From previous SuppVersity articles you should yet also remember that increases in protein synthesis don't necessarily translate into significantly increased muscle gains, either (Burd. 2012 | learn more). Why's that? Well, I guess the answer is more complex than that, but one thing everyone should understand is that muscle gains are the difference between protein synthesis and breakdown. Whether the protein breakdown did in fact increase, though, is something the mere elevation of an allegedly catabolic signalling protein, i.e. MuRF1 (see Figure 1), in the study at hand cannot tell us reliably. What we'd really have to measure would be the net protein accrual (in sarcoplasm and myoplasm | see blue box) over 24h or more - a value that has not been determined in the study at hand. If we had this value and it was significantly lower with PA  + WPC, this would be a reason to be concerned.
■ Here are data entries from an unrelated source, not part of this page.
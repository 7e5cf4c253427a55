use std::any::Any;

use crate::element::{DidlElement, PropertyHost};
use crate::property::PropertyList;

pub const PRICE: &str = "upnp:price";

/// Prix d'un contenu et sa devise (`@currency`, code ISO 4217).
#[derive(Debug, Clone, PartialEq)]
pub struct Price {
    pub amount: f64,
    pub currency: String,
    properties: PropertyList<Self>,
}

crate::impl_schema!(Price);

impl Default for Price {
    fn default() -> Self {
        let mut price = Self::new(0.0, "");
        price.set_valid("", false);
        price
    }
}

impl Price {
    pub fn new(amount: f64, currency: impl Into<String>) -> Self {
        let mut properties = PropertyList::<Self>::new();
        properties.bind_number("", |p| &p.amount, |p| &mut p.amount).required();
        properties
            .bind_string("@currency", |p| &p.currency, |p| &mut p.currency)
            .required();

        let mut price = Self {
            amount,
            currency: currency.into(),
            properties,
        };
        let currency_valid = !price.currency.is_empty();
        price.set_valid("", true);
        price.set_valid("@currency", currency_valid);
        price
    }
}

impl DidlElement for Price {
    fn element_name(&self) -> &str {
        PRICE
    }

    fn identifier(&self) -> &str {
        PRICE
    }

    fn clone_element(&self) -> Box<dyn DidlElement> {
        Box::new(self.clone())
    }

    fn as_any(&self) -> &dyn Any {
        self
    }
}
use std::any::Any;

use crate::element::{DidlElement, PropertyHost};
use crate::property::PropertyList;

pub const RATING: &str = "upnp:rating";

/// Classification d'un contenu (`upnp:rating`), par exemple `PG-13` avec
/// `@type="MPAA.ORG"`.
#[derive(Debug, Clone, PartialEq)]
pub struct Rating {
    pub rating: String,
    pub rating_type: String,
    pub advice: String,
    pub equivalent_age: String,
    properties: PropertyList<Self>,
}

crate::impl_schema!(Rating);

impl Default for Rating {
    fn default() -> Self {
        Self::new("", "")
    }
}

impl Rating {
    pub fn new(rating: impl Into<String>, rating_type: impl Into<String>) -> Self {
        let mut properties = PropertyList::<Self>::new();
        properties.bind_string("", |r| &r.rating, |r| &mut r.rating).required();
        properties
            .bind_string("@type", |r| &r.rating_type, |r| &mut r.rating_type)
            .optional();
        properties
            .bind_string("@advice", |r| &r.advice, |r| &mut r.advice)
            .optional();
        properties
            .bind_string("@equivalentAge", |r| &r.equivalent_age, |r| &mut r.equivalent_age)
            .optional();

        let mut rating = Self {
            rating: rating.into(),
            rating_type: rating_type.into(),
            advice: String::new(),
            equivalent_age: String::new(),
            properties,
        };
        let text_valid = !rating.rating.is_empty();
        let type_valid = !rating.rating_type.is_empty();
        rating.set_valid("", text_valid);
        rating.set_valid("@type", type_valid);
        rating
    }
}

impl DidlElement for Rating {
    fn element_name(&self) -> &str {
        RATING
    }

    fn identifier(&self) -> &str {
        RATING
    }

    fn clone_element(&self) -> Box<dyn DidlElement> {
        Box::new(self.clone())
    }

    fn as_any(&self) -> &dyn Any {
        self
    }
}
On it's own PA has already proven that it works - even in humans, where it doubled the lean mass gains triggered albeit non-significant reductions in body fat at 50% of the dosage used in the study at hand. So, if anything, we may use this study to argue that adding PA to whey could be useless.
The lack of data on the net protein accrual is directly related to another problem Mobley et al. call the "limited post-feeding time point interrogation" and mean that you cannot tell what happens in days / weeks by measuring protein synthesis for a very short period at a "random" point after the ingestion of a supplement. Since we (b) also don't have data on the intramuscular PA levels and are (c) lacking data on different dosages of PA and/or WPC dosages as well as an exercise group (which could be a game changer), the only thing we can tell for sure is that future long-term human studies with relevant outcome markers, i.e. strength and muscle gains, as well as a resistance training component are needed before we can safely conclude that PA joins the ranks of the dozens of supplemental non-starters that have been celebrated in the absence of relevant scientific evidence as "the next best thing" in the past decades | Comment!
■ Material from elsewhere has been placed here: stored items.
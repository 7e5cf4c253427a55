//! Traits des éléments DIDL-Lite.
//!
//! - [`Schema`] : implémenté par chaque type concret, donne accès à sa
//!   [`PropertyList`].
//! - [`PropertyHost`] : accès type-effacé aux propriétés, dérivé
//!   automatiquement de [`Schema`].
//! - [`DidlElement`] : interface polymorphe utilisée par le codec, le
//!   registre et l'adressage par chemin.

use std::any::Any;
use std::fmt;
use std::sync::Arc;

use xmltree::Element as XmlElement;

use crate::context::{DeserializationContext, SerializationContext};
use crate::errors::{DidlError, Result};
use crate::media::MediaItem;
use crate::property::{FieldAccess, FieldRef, PropertyBinding, PropertyList};
use crate::value::Scalar;

/// Donne accès à la liste de liaisons d'un type concret.
pub trait Schema: Clone + Sized + 'static {
    fn properties(&self) -> &PropertyList<Self>;

    fn properties_mut(&mut self) -> &mut PropertyList<Self>;
}

/// Accès aux propriétés sans connaître le type concret de l'élément.
pub trait PropertyHost {
    fn property_count(&self) -> usize;

    fn binding_at(&self, index: usize) -> Option<&PropertyBinding>;

    fn binding_at_mut(&mut self, index: usize) -> Option<&mut PropertyBinding>;

    fn property_index(&self, key: &str) -> Option<usize>;

    fn read_property(&self, index: usize) -> Option<FieldRef<'_>>;

    /// Analyse et stocke des valeurs texte. La validité n'est pas modifiée.
    fn write_property_text(&mut self, index: usize, raws: &[String]) -> Result<()>;

    fn write_property_scalars(&mut self, index: usize, values: &[Scalar]) -> Result<()>;

    fn property_elements_mut(&mut self, index: usize) -> Vec<&mut dyn DidlElement>;

    fn deserialize_property_elements(
        &mut self,
        index: usize,
        nodes: &[&XmlElement],
        ctx: &DeserializationContext,
    ) -> Result<()>;

    fn is_valid(&self, key: &str) -> bool {
        self.property_index(key)
            .and_then(|i| self.binding_at(i))
            .is_some_and(PropertyBinding::is_valid)
    }

    fn set_valid(&mut self, key: &str, valid: bool) {
        if let Some(binding) = self
            .property_index(key)
            .and_then(|i| self.binding_at_mut(i))
        {
            binding.set_valid(valid);
        }
    }

    /// Remplace tout le contenu par une copie de `source`, valeurs et
    /// validité comprises. Retourne `false` si `source` n'est pas du même type.
    fn assign_from(&mut self, source: &dyn Any) -> bool;

    /// Recopie la validité des propriétés de même clé d'un autre élément.
    fn copy_validity(&mut self, other: &dyn PropertyHost) {
        for index in 0..self.property_count() {
            let Some(key) = self.binding_at(index).map(|b| b.key().to_string()) else {
                continue;
            };
            let valid = other.is_valid(&key);
            if let Some(binding) = self.binding_at_mut(index) {
                binding.set_valid(valid);
            }
        }
    }
}

fn unknown_index(index: usize) -> DidlError {
    DidlError::PropertyNotFound(format!("#{}", index))
}

impl<T: Schema> PropertyHost for T {
    fn property_count(&self) -> usize {
        self.properties().len()
    }

    fn binding_at(&self, index: usize) -> Option<&PropertyBinding> {
        self.properties().binding(index)
    }

    fn binding_at_mut(&mut self, index: usize) -> Option<&mut PropertyBinding> {
        self.properties_mut().binding_mut(index)
    }

    fn property_index(&self, key: &str) -> Option<usize> {
        self.properties().index_of(key)
    }

    fn read_property(&self, index: usize) -> Option<FieldRef<'_>> {
        let access = self.properties().access(index)?;
        Some(access.read(self))
    }

    fn write_property_text(&mut self, index: usize, raws: &[String]) -> Result<()> {
        let (access, binding) = entry(self, index)?;
        access.write_text(self, &binding, raws)
    }

    fn write_property_scalars(&mut self, index: usize, values: &[Scalar]) -> Result<()> {
        let (access, binding) = entry(self, index)?;
        access.write_scalars(self, &binding, values)
    }

    fn property_elements_mut(&mut self, index: usize) -> Vec<&mut dyn DidlElement> {
        let Some(access) = self.properties().access(index) else {
            return Vec::new();
        };
        access.elements_mut(self)
    }

    fn assign_from(&mut self, source: &dyn Any) -> bool {
        match source.downcast_ref::<T>() {
            Some(source) => {
                *self = source.clone();
                true
            }
            None => false,
        }
    }

    fn deserialize_property_elements(
        &mut self,
        index: usize,
        nodes: &[&XmlElement],
        ctx: &DeserializationContext,
    ) -> Result<()> {
        let (access, binding) = entry(self, index)?;
        access.deserialize_elements(self, &binding, nodes, ctx)
    }
}

type Entry<T> = (Arc<dyn FieldAccess<T>>, PropertyBinding);

fn entry<T: Schema>(owner: &T, index: usize) -> Result<Entry<T>> {
    let props = owner.properties();
    match (props.access(index), props.binding(index)) {
        (Some(access), Some(binding)) => Ok((access, binding.clone())),
        _ => Err(unknown_index(index)),
    }
}

/// Élément DIDL-Lite manipulé de façon polymorphe.
///
/// Les méthodes d'extension (`serialize_extra`, `deserialize_extra`) sont
/// appelées après le traitement des liaisons et portent les règles qui
/// concernent plusieurs champs à la fois.
pub trait DidlElement: PropertyHost + fmt::Debug + Send + Sync + 'static {
    /// Nom qualifié de l'élément XML (`item`, `upnp:genre`, `res`...).
    fn element_name(&self) -> &str;

    /// Identifiant d'enregistrement dans le registre.
    fn identifier(&self) -> &str;

    /// Identifiants des types dont celui-ci est une spécialisation.
    fn extends(&self) -> Vec<String> {
        Vec::new()
    }

    fn clone_element(&self) -> Box<dyn DidlElement>;

    fn as_any(&self) -> &dyn Any;

    fn serialize_extra(&self, _node: &mut XmlElement, _ctx: &SerializationContext) -> Result<()> {
        Ok(())
    }

    fn deserialize_extra(&mut self, _node: &XmlElement, _ctx: &DeserializationContext) -> Result<()> {
        Ok(())
    }

    /// Classe UPnP portée par l'élément, si c'est un objet.
    fn class_type(&self) -> Option<&str> {
        None
    }

    /// Remplace la classe UPnP. Retourne `false` si l'élément n'en porte pas.
    fn set_class_type(&mut self, _class_type: &str) -> bool {
        false
    }

    /// Prédicat utilisé par le registre pour choisir un type à partir d'une
    /// valeur native.
    fn can_handle(&self, _item: &MediaItem) -> bool {
        false
    }

    fn to_media_item(&self, _ctx: &SerializationContext) -> Option<MediaItem> {
        None
    }

    fn from_media_item(&mut self, _item: &MediaItem, _ctx: &DeserializationContext) -> bool {
        false
    }
}

impl Clone for Box<dyn DidlElement> {
    fn clone(&self) -> Self {
        self.clone_element()
    }
}

/// Implémente [`Schema`] pour un type dont la liste de liaisons est rangée
/// dans un champ `properties`.
#[macro_export]
macro_rules! impl_schema {
    ($ty:ty) => {
        impl $crate::element::Schema for $ty {
            fn properties(&self) -> &$crate::property::PropertyList<Self> {
                &self.properties
            }

            fn properties_mut(&mut self) -> &mut $crate::property::PropertyList<Self> {
                &mut self.properties
            }
        }
    };
}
  • Burd, Nicholas A., et al. "Greater stimulation of myofibrillar protein synthesis with ingestion of whey protein isolate v. micellar casein at rest and after resistance exercise in elderly men." British Journal of Nutrition 108.06 (2012): 958-962.
  • Hawke, Thomas J., Nan Jiang, and Daniel J. Garry. "Absence of p21CIP rescues myogenic progenitor cell proliferative and regenerative capacity in Foxk1 null mice." Journal of Biological Chemistry 278.6 (2003a): 4015-4020.
  • Hawke, Thomas J., et al. "p21 is essential for normal myogenic progenitor cell function in regenerating skeletal muscle." American Journal of Physiology-Cell Physiology 285.5 (2003b): C1019-C1027.
  • Mobley, C. Brooks, et al. "Effects of oral phosphatidic acid feeding with or without whey protein on muscle protein synthesis and anabolic signaling in rodent skeletal muscle." Journal of the International Society of Sports Nutrition 12.1 (2015): 32.